My head dropped. I ran over and just flopped myself on the bench.
I was embarrassed and disappointed in myself and, without intending to, I just started to cry. I put my face between my hands because I didn’t want anyone to know how overwhelmed I was, and all of a sudden I felt Coach Williams grab me by the arms and say, “Look at me, son. Look at me.”
It was hard to look at Coach because I felt like I had let him down.
I had come into the program wanting to be a big-time player for myself and for him. I didn’t want my coach, who trusted in me and believed in me, to see me crying; however, I eventually just accepted it and looked at him with tears rolling down my face.
He said to me, “Son, what can I do to help you to just go out there and be a player — to be the player that I know you can be?” At the time, I didn’t have a reasonable answer, so I just said to him, “Coach it’s not you, It’s me. I have to do better.” Once I said that, he just tapped me on my head and went back to coaching.

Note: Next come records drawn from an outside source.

//! Mock collaborators for pool tests.
//!
//! Each mock implements the public trait from payflow-types against plain
//! in-memory state, so tests can script oracle answers and generator
//! behavior without any network or database.

// Not every test binary uses every helper
#![allow(dead_code)]

use async_trait::async_trait;
use parking_lot::Mutex;
use std::collections::{HashMap, HashSet};
use std::sync::atomic::{AtomicBool, AtomicU32, Ordering};
use std::sync::Arc;

use payflow_pool::{GapConfig, PoolConfig, PoolRegistry, SiteConfig};
use payflow_types::address_generator::{AddressGenerator, GeneratedAddress};
use payflow_types::balance_oracle::{AddressHistory, BalanceOracle};
use payflow_types::error::{Error, PfResult};
use payflow_types::store_adapter::{
	AddressPatch, PoolState, PooledAddress, StoreAdapter,
};
use payflow_types::types::{Patch, SiteId, Timestamp};

#[derive(Debug, Default)]
pub struct MockOracle {
	histories: Mutex<HashMap<String, AddressHistory>>,
	unavailable: AtomicBool,
	calls: AtomicU32,
}

impl MockOracle {
	pub fn set_history(&self, address: &str, balance_sats: i64, tx_count: u32) {
		self.histories
			.lock()
			.insert(address.to_owned(), AddressHistory { balance_sats, tx_count });
	}

	pub fn set_unavailable(&self, unavailable: bool) {
		self.unavailable.store(unavailable, Ordering::SeqCst);
	}

	pub fn calls(&self) -> u32 {
		self.calls.load(Ordering::SeqCst)
	}
}

#[async_trait]
impl BalanceOracle for MockOracle {
	async fn check_address_history(&self, address: &str) -> PfResult<AddressHistory> {
		self.calls.fetch_add(1, Ordering::SeqCst);
		if self.unavailable.load(Ordering::SeqCst) {
			return Err(Error::OracleUnavailable);
		}
		Ok(self.histories.lock().get(address).copied().unwrap_or_default())
	}
}

#[derive(Debug, Default)]
pub struct MockGenerator {
	/// Indices the generator skips (pre-existing on-chain history).
	skip: Mutex<HashSet<u32>>,
	fail: AtomicBool,
	pub generated: AtomicU32,
}

impl MockGenerator {
	pub fn skip_index(&self, index: u32) {
		self.skip.lock().insert(index);
	}

	pub fn set_fail(&self, fail: bool) {
		self.fail.store(fail, Ordering::SeqCst);
	}
}

pub fn mock_address(site: SiteId, index: u32) -> String {
	format!("site{}-addr-{}", site, index)
}

#[async_trait]
impl AddressGenerator for MockGenerator {
	async fn generate_for_site(
		&self,
		site: SiteId,
		start_index: u32,
	) -> PfResult<GeneratedAddress> {
		if self.fail.load(Ordering::SeqCst) {
			return Err(Error::Internal("key daemon offline".into()));
		}
		let mut index = start_index;
		{
			let skip = self.skip.lock();
			while skip.contains(&index) {
				index += 1;
			}
		}
		self.generated.fetch_add(1, Ordering::SeqCst);
		Ok(GeneratedAddress { address: mock_address(site, index).into(), index })
	}
}

#[derive(Debug, Default)]
pub struct MockStore {
	pub addresses: Mutex<HashMap<String, PooledAddress>>,
	pub queues: Mutex<HashMap<SiteId, Vec<(Box<str>, Timestamp)>>>,
	pub pool_states: Mutex<HashMap<SiteId, PoolState>>,
	fail: AtomicBool,
}

impl MockStore {
	pub fn set_fail(&self, fail: bool) {
		self.fail.store(fail, Ordering::SeqCst);
	}

	fn guard(&self) -> PfResult<()> {
		if self.fail.load(Ordering::SeqCst) {
			return Err(Error::DbError);
		}
		Ok(())
	}
}

#[async_trait]
impl StoreAdapter for MockStore {
	async fn save_address(&self, addr: &PooledAddress) -> PfResult<()> {
		self.guard()?;
		self.addresses.lock().insert(addr.address.to_string(), addr.clone());
		Ok(())
	}

	async fn update_address(&self, address: &str, patch: &AddressPatch) -> PfResult<()> {
		self.guard()?;
		let mut addresses = self.addresses.lock();
		let record = addresses.get_mut(address).ok_or(Error::NotFound)?;
		match &patch.email {
			Patch::Value(email) => record.email = Some(email.clone()),
			Patch::Null => record.email = None,
			Patch::Undefined => (),
		}
		match patch.status {
			Patch::Value(status) => record.status = status,
			Patch::Null | Patch::Undefined => (),
		}
		match patch.reserved_at {
			Patch::Value(at) => record.reserved_at = Some(at),
			Patch::Null => record.reserved_at = None,
			Patch::Undefined => (),
		}
		match patch.last_checked {
			Patch::Value(at) => record.last_checked = Some(at),
			Patch::Null => record.last_checked = None,
			Patch::Undefined => (),
		}
		match patch.payment_count {
			Patch::Value(count) => record.payment_count = count,
			Patch::Null | Patch::Undefined => (),
		}
		match patch.amount_sats {
			Patch::Value(amount) => record.amount_sats = Some(amount),
			Patch::Null => record.amount_sats = None,
			Patch::Undefined => (),
		}
		Ok(())
	}

	async fn load_all_addresses(&self) -> PfResult<Vec<PooledAddress>> {
		self.guard()?;
		Ok(self.addresses.lock().values().cloned().collect())
	}

	async fn add_to_queue(
		&self,
		site: SiteId,
		address: &str,
		queued_at: Timestamp,
	) -> PfResult<()> {
		self.guard()?;
		self.queues.lock().entry(site).or_default().push((address.into(), queued_at));
		Ok(())
	}

	async fn remove_from_queue(&self, site: SiteId, address: &str) -> PfResult<()> {
		self.guard()?;
		if let Some(queue) = self.queues.lock().get_mut(&site) {
			queue.retain(|(a, _)| a.as_ref() != address);
		}
		Ok(())
	}

	async fn load_queue(&self, site: SiteId) -> PfResult<Vec<(Box<str>, Timestamp)>> {
		self.guard()?;
		Ok(self.queues.lock().get(&site).cloned().unwrap_or_default())
	}

	async fn save_pool_state(&self, state: &PoolState) -> PfResult<()> {
		self.guard()?;
		self.pool_states.lock().insert(state.site, *state);
		Ok(())
	}

	async fn load_pool_state(&self, site: SiteId) -> PfResult<Option<PoolState>> {
		self.guard()?;
		Ok(self.pool_states.lock().get(&site).copied())
	}
}

pub struct TestHarness {
	pub oracle: Arc<MockOracle>,
	pub generator: Arc<MockGenerator>,
	pub store: Arc<MockStore>,
	pub registry: PoolRegistry,
}

/// Registry with one site (id 1, indices 0..=99) and default tuning.
pub fn harness() -> TestHarness {
	harness_with(PoolConfig::default(), GapConfig::default())
}

pub fn harness_with(tuning: PoolConfig, gap: GapConfig) -> TestHarness {
	let oracle = Arc::new(MockOracle::default());
	let generator = Arc::new(MockGenerator::default());
	let store = Arc::new(MockStore::default());
	let registry = PoolRegistry::new(
		oracle.clone(),
		generator.clone(),
		Some(store.clone()),
		tuning,
	);
	registry
		.register_site(site_config(1, 0, 99), gap)
		.expect("site registration");
	TestHarness { oracle, generator, store, registry }
}

pub fn site_config(site: u32, start_index: u32, end_index: u32) -> SiteConfig {
	SiteConfig {
		site: SiteId(site),
		name: format!("site-{}", site).into(),
		start_index,
		end_index,
	}
}

pub fn reserved(site: SiteId, index: u32, email: &str, reserved_at: Timestamp) -> PooledAddress {
	PooledAddress {
		address: mock_address(site, index).into(),
		site,
		email: Some(email.into()),
		status: payflow_types::store_adapter::AddressStatus::Reserved,
		reserved_at: Some(reserved_at),
		last_checked: None,
		payment_count: 0,
		amount_sats: Some(10_000),
		derivation_index: Some(index),
	}
}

Shortly after, I ended up getting injured, and during that time I had a chance to actually sit back and tell myself to stop blaming the coaches for how I was playing and just do what I needed to do in order to be the player that I wanted to be for this program.
After taking that advice from myself, it was like I all of a sudden remembered how to play at the high level that I was capable of.
While I was hurt, I worked hard with our strength and conditioning coach, Jonas Sahratian, and spent a lot of time watching and learning and studying the game.
I had hit a low point, yes, but I knew that I was going to bounce back. When I returned from that injury, everything was different for me.
Coach Williams has definitely been one of the biggest influences and best mentors I have ever known, but he was certainly not the only person who helped me to get through the tough times early on and develop as a player and as a person during my time at UNC.
Carolina has seen so many great leaders during my time there, but the one who had the most influence during my earlier years was Marcus Paige. He’s one of the best people I’ve ever been around, and from the moment I set foot in Chapel Hill, he went out of his way to help me learn, adapt and improve.
Marcus always kept a positive vibe no matter the circumstance. He never got on me or made me feel bad when I made a mistake; instead, he always just tried to help me recognize the mistakes I had made and what I could do the next time to avoid them.
Marcus showed me what it truly means to be a leader on and off the court, and for that I can’t thank him enough. My appreciation is unending for all he has done to help me become not only the player that I wanted to be, but also the leader that I needed to be.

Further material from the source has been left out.